Retinitis Pigmentosa (RP) is a degenerative, inherited eye condition which affects the retina, resulting in progressive vision loss. Several layers of cells form the retina. These include rod and cone cells. Their function is to receive and turn light into electrical impulses which pass along the optic nerve to the brain, enabling sight to occur.
How does it affect sight?
In some cases people experience tunnel vision. This is because the rod cells at the outer edge of the retina have begun to die. Tunnel vision can be compared to looking through a pipe or tube. Sometimes vision loss is central, leaving side vision intact. Other major symptoms include poor night vision and difficulty with glare.
Who is susceptible?
Those with RP are born with a genetic condition which results in sight loss later in life. Although it is hereditary, there are types which will skip several generations, so it may be difficult to trace in the family. Recessive RP may appear ‘out of the blue’ with no family history.
After diagnosis of RP
The rate of rod and cone failure is different in most people, so it is difficult to tell how the condition will progress. For some people vision loss can take place slowly during many years.

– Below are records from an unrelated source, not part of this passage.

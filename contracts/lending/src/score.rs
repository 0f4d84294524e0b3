//! SenteScore engine. Every score mutation goes through `apply`, which clamps
//! the result to `[0, MAX_SCORE]`.

use soroban_sdk::{log, Address, Env};

use crate::events::{publish_score, ScoreEvent};
use crate::storage;
use crate::types::{ContractError, CreditData, LendingPolicy, MAX_SCORE};

enum Delta {
    Up(u32),
    Down(u32),
}

fn apply(score: u32, delta: Delta) -> u32 {
    match delta {
        Delta::Up(d) => score.saturating_add(d).min(MAX_SCORE),
        Delta::Down(d) => score.saturating_sub(d),
    }
}

fn incr(counter: u32) -> Result<u32, ContractError> {
    counter.checked_add(1).ok_or(ContractError::Overflow)
}

fn commit(env: &Env, account: &Address, credit: &CreditData) {
    storage::write_credit(env, account, credit);
    publish_score(
        env,
        ScoreEvent::new(account, credit, env.ledger().timestamp()),
    );
}

/// Creates the account's credit record on first contact. Returns the current
/// data either way; the score itself is left untouched.
pub fn touch(env: &Env, account: &Address) -> CreditData {
    let credit = storage::read_credit(env, account);
    if !storage::has_credit(env, account) {
        commit(env, account, &credit);
    }
    credit
}

/// Activity boost, rate-limited by `activity_cooldown_secs` since the last
/// score mutation.
pub fn record_activity(
    env: &Env,
    account: &Address,
    policy: &LendingPolicy,
) -> Result<CreditData, ContractError> {
    let now = env.ledger().timestamp();
    let mut credit = storage::read_credit(env, account);

    if credit.score_updated {
        let next_allowed = credit
            .last_update_time
            .saturating_add(policy.activity_cooldown_secs);
        if now < next_allowed {
            log!(env, "record_transaction rate limited until", next_allowed);
            return Err(ContractError::RateLimited);
        }
    }

    credit.transaction_count = incr(credit.transaction_count)?;
    credit.sente_score = apply(credit.sente_score, Delta::Up(policy.activity_delta));
    credit.last_update_time = now;
    credit.score_updated = true;
    commit(env, account, &credit);
    Ok(credit)
}

/// Counts a new origination. Borrowing alone never moves the score.
pub fn on_loan_originated(env: &Env, account: &Address) -> Result<CreditData, ContractError> {
    let mut credit = storage::read_credit(env, account);
    credit.total_loans = incr(credit.total_loans)?;
    commit(env, account, &credit);
    Ok(credit)
}

pub fn on_repayment_completed(
    env: &Env,
    account: &Address,
    on_time: bool,
    policy: &LendingPolicy,
) -> Result<CreditData, ContractError> {
    let mut credit = storage::read_credit(env, account);
    let delta = if on_time {
        credit.successful_repayments = incr(credit.successful_repayments)?;
        policy.on_time_repayment_delta
    } else {
        policy.late_repayment_delta
    };
    credit.sente_score = apply(credit.sente_score, Delta::Up(delta));
    credit.last_update_time = env.ledger().timestamp();
    credit.score_updated = true;
    commit(env, account, &credit);
    Ok(credit)
}

/// Penalty only; loan and repayment counters are history and stay as they are.
pub fn on_default(env: &Env, account: &Address, policy: &LendingPolicy) -> CreditData {
    let mut credit = storage::read_credit(env, account);
    credit.sente_score = apply(credit.sente_score, Delta::Down(policy.default_penalty));
    credit.last_update_time = env.ledger().timestamp();
    credit.score_updated = true;
    commit(env, account, &credit);
    credit
}
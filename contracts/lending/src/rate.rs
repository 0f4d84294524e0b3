//! Tiered interest-rate schedule.
//!
//! | SenteScore | Rate (bps) |
//! |------------|-----------:|
//! | 90 – 100   |        500 |
//! | 80 – 89    |        650 |
//! | 70 – 79    |        800 |
//! | 60 – 69    |      1 000 |
//! | 40 – 59    |      1 500 |
//! | 0 – 39     |      2 000 |

use crate::types::MAX_SCORE;

/// `(lowest score in tier, rate in basis points)`, highest tier first.
pub const RATE_TIERS: [(u32, u32); 6] = [
    (90, 500),
    (80, 650),
    (70, 800),
    (60, 1_000),
    (40, 1_500),
    (0, 2_000),
];

/// Rate in basis points for `score`. Scores above the scale are treated as
/// the top of the scale.
pub fn interest_rate_bps(score: u32) -> u32 {
    let score = score.min(MAX_SCORE);
    RATE_TIERS
        .iter()
        .find(|(floor, _)| score >= *floor)
        .map(|(_, rate)| *rate)
        .unwrap_or(RATE_TIERS[RATE_TIERS.len() - 1].1)
}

Sometimes the loss is quick, following years of no apparent deterioration. It is possible to cope with the limitations and frustrations caused by RP. World wide research aimed at finding a cure for RP is making good progress.
Who can help?
The first step is to see an eye specialist without delay. Should the specialist feel that you can be assisted by RSB, they will refer you.
RSB helps you to make the most of your remaining sight. Service and products include:
- low vision assessment;
- magnification aids;
- equipment and games (eg. talking clocks and large print playing cards).